The past few weeks, I’ve felt my resilience falter a bit. After a new medication brought some icky side effects, a non-cancer-related health issue caused some discomfort and inconvenience, and a project at work caused a prolonged time of stress, I was feeling rather whiny and weak in spirit. I sometimes wanted to just curl up under a blanket and hide. I started thinking of what lies ahead in battling cancer and wondered, if I feel this puny and discouraged in the face of fairly minor stuff, will I have what it takes to face the real tough stuff down the road—not only physically, but mentally, emotionally, and spiritually?
Then I remembered: This is not the first situation to challenge my heart, mind, soul, and strength.
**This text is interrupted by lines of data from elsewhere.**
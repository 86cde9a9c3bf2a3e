//! Retry policy for page fetches
//!
//! A pure decision function: given the error of a failed fetch and how many
//! times the current offset has already failed, say whether to wait and
//! try again or stop.

use super::types::PaginationConfig;
use crate::error::Error;
use std::time::Duration;

/// How a failed fetch is treated
#[derive(Debug, Clone, Copy, PartialEq, Eq)]
pub enum Failure {
    /// Server-side 500-class error, worth another try
    Transient,
    /// Anything that will not get better by retrying
    Fatal,
    /// The enumeration was cancelled
    Cancelled,
}

/// What the enumerator should do next
#[derive(Debug, Clone, Copy, PartialEq, Eq)]
pub enum RetryDecision {
    /// Wait `delay`, then fetch the same offset again
    Retry {
        /// Time to wait before the next attempt
        delay: Duration,
    },
    /// Transient failure, but the retry budget for this offset is spent
    GiveUp,
    /// Stop with the error as is
    Fail,
}

/// Bounded fixed-delay retry policy
#[derive(Debug, Clone, PartialEq, Eq)]
pub struct RetryPolicy {
    max_retries: u32,
    delay: Duration,
    transient_marker: String,
}

impl Default for RetryPolicy {
    fn default() -> Self {
        Self::from_config(&PaginationConfig::default())
    }
}

impl RetryPolicy {
    /// Create a policy
    pub fn new(max_retries: u32, delay: Duration, transient_marker: impl Into<String>) -> Self {
        Self {
            max_retries,
            delay,
            transient_marker: transient_marker.into(),
        }
    }

    /// Create a policy from pagination settings
    pub fn from_config(config: &PaginationConfig) -> Self {
        Self::new(
            config.max_retries,
            config.retry_delay,
            config.transient_marker.clone(),
        )
    }

    /// Retries allowed per offset
    pub fn max_retries(&self) -> u32 {
        self.max_retries
    }

    /// Delay before each retry
    pub fn delay(&self) -> Duration {
        self.delay
    }

    /// Classify a fetch error.
    ///
    /// Only unexpected status codes are candidates for a retry, and only when
    /// their rendered message carries the transient marker
    /// (`bad response code: 500` with the default marker).
    pub fn classify(&self, error: &Error) -> Failure {
        match error {
            Error::Cancelled => Failure::Cancelled,
            Error::BadStatus { .. } if error.to_string().contains(&self.transient_marker) => {
                Failure::Transient
            }
            _ => Failure::Fatal,
        }
    }

    /// Decide what follows a failed fetch.
    ///
    /// `attempt` is the number of failures already retried at this offset.
    pub fn decide(&self, error: &Error, attempt: u32) -> RetryDecision {
        match self.classify(error) {
            Failure::Transient if attempt < self.max_retries => RetryDecision::Retry {
                delay: self.delay,
            },
            Failure::Transient => RetryDecision::GiveUp,
            Failure::Fatal | Failure::Cancelled => RetryDecision::Fail,
        }
    }
}
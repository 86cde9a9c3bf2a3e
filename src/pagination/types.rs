//! Pagination types and traits
//!
//! Defines the page source abstraction and the bookkeeping shared by
//! the retry policy and the enumerator.

use crate::error::{Error, Result};
use crate::types::Task;
use async_trait::async_trait;
use std::sync::Arc;
use std::time::Duration;

/// Configuration for task enumeration
#[derive(Debug, Clone, PartialEq, Eq)]
pub struct PaginationConfig {
    /// Records requested per page
    pub page_size: u32,
    /// Retries allowed per offset after a transient failure
    pub max_retries: u32,
    /// Fixed delay before each retry
    pub retry_delay: Duration,
    /// Text that marks an error message as a transient server failure
    pub transient_marker: String,
    /// Capacity of the channel used by [`TaskStream`](super::TaskStream)
    pub channel_capacity: usize,
}

impl Default for PaginationConfig {
    fn default() -> Self {
        Self {
            page_size: 10,
            max_retries: 3,
            retry_delay: Duration::from_secs(2),
            transient_marker: "500".to_string(),
            channel_capacity: 32,
        }
    }
}

impl PaginationConfig {
    /// Set the page size
    #[must_use]
    pub fn with_page_size(mut self, page_size: u32) -> Self {
        self.page_size = page_size;
        self
    }

    /// Set max retries per offset
    #[must_use]
    pub fn with_max_retries(mut self, max_retries: u32) -> Self {
        self.max_retries = max_retries;
        self
    }

    /// Set the delay between retries
    #[must_use]
    pub fn with_retry_delay(mut self, delay: Duration) -> Self {
        self.retry_delay = delay;
        self
    }

    /// Set the transient error marker
    #[must_use]
    pub fn with_transient_marker(mut self, marker: impl Into<String>) -> Self {
        self.transient_marker = marker.into();
        self
    }

    /// Set the stream channel capacity
    #[must_use]
    pub fn with_channel_capacity(mut self, capacity: usize) -> Self {
        self.channel_capacity = capacity;
        self
    }

    /// Reject values the enumerator cannot run with
    pub fn validate(&self) -> Result<()> {
        if self.page_size == 0 {
            return Err(Error::config("pagination.page_size must be greater than 0"));
        }
        if self.channel_capacity == 0 {
            return Err(Error::config(
                "pagination.channel_capacity must be greater than 0",
            ));
        }
        if self.transient_marker.is_empty() {
            return Err(Error::config("pagination.transient_marker must not be empty"));
        }
        Ok(())
    }
}

/// Cursor over the remote task list
#[derive(Debug, Clone, Copy, Default, PartialEq, Eq)]
pub struct PaginationState {
    /// Number of records delivered so far, used as the next request offset
    pub offset: u32,
    /// Consecutive transient failures at the current offset
    pub attempt: u32,
}

impl PaginationState {
    /// Create a new pagination state
    pub fn new() -> Self {
        Self::default()
    }

    /// Move past a fully delivered page
    pub fn advance(&mut self, delivered: u32) {
        self.offset = self.offset.saturating_add(delivered);
    }

    /// Count one more failed attempt at the current offset
    pub fn record_failure(&mut self) {
        self.attempt += 1;
    }

    /// Forget failures after a successful fetch
    pub fn reset_attempts(&mut self) {
        self.attempt = 0;
    }
}

/// Counters for one enumeration run
#[derive(Debug, Clone, Copy, Default, PartialEq, Eq)]
pub struct EnumerationStats {
    /// Successful page fetches, including the final empty page
    pub pages_fetched: u64,
    /// Tasks handed to the consumer
    pub tasks_delivered: u64,
    /// Retries performed across all offsets
    pub retries: u64,
    /// Cursor position when the run ended
    pub final_offset: u32,
}

/// Fetches a single page of tasks.
///
/// Implementations must not retry; a page with no records means the
/// collection is exhausted.
#[async_trait]
pub trait PageSource: Send + Sync {
    /// Fetch at most `limit` tasks starting at `offset`
    async fn fetch_page(&self, limit: u32, offset: u32) -> Result<Vec<Task>>;
}

#[async_trait]
impl<T: PageSource + ?Sized> PageSource for Arc<T> {
    async fn fetch_page(&self, limit: u32, offset: u32) -> Result<Vec<Task>> {
        (**self).fetch_page(limit, offset).await
    }
}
And I’m still standing.
- Has been broken by someone I thought loved me but didn’t.
- Has grieved the death of those dear to me… grandparents, parents-in-law, friends.
- Has stung with guilt at something I’ve said or done that hurt others.
- Has watched, choking back tears, as my firstborn walked off to start his life at college.
And yet, my heart still beats, still loves, still hopes, still sings, still feels joy, still revels in the love of family and friends.
- Has made decisions that ultimately led to great disappointment.
- Has judged wrongly the character of someone.
- Has made mistakes that led to embarrassment.
- Has failed miserably at a new skill or endeavor.
Yet, my mind still imagines, still dreams, still comes up with good ideas, still wrestles with choices, still dares to try new things.
- Has gone its own way, wandering far from God.
- Has wondered where God is in times of trouble.
- Has questioned his will—for me, for those I love, for the world.
- Has been hurt by the actions of a fellow believer.
Yet, my soul still longs for relationship with Christ, still trusts that God is sovereign, still believes in the power of prayer, still desires deep connection with brothers and sisters in Christ.
- Has recovered from broken bones and stitches.
- Has twice experienced the pain of childbirth.
- Has endured biopsies, surgery, and radiation.
- Has felt like a pin cushion as a result of countless shots, IVs, blood draws, and more blood draws.
Yet, my body still breathes, still stands and walks and bends, still has strength to climb and carry, still has the gumption to exercise and travel.
So, cancer treatment…? Yeah, I’ve got this! And in those moments when I’m not so sure (again), I’ve got people around me who will spur me on and even carry me along. Plus, now I’ve got this little blog post to serve as a pep talk when I need it.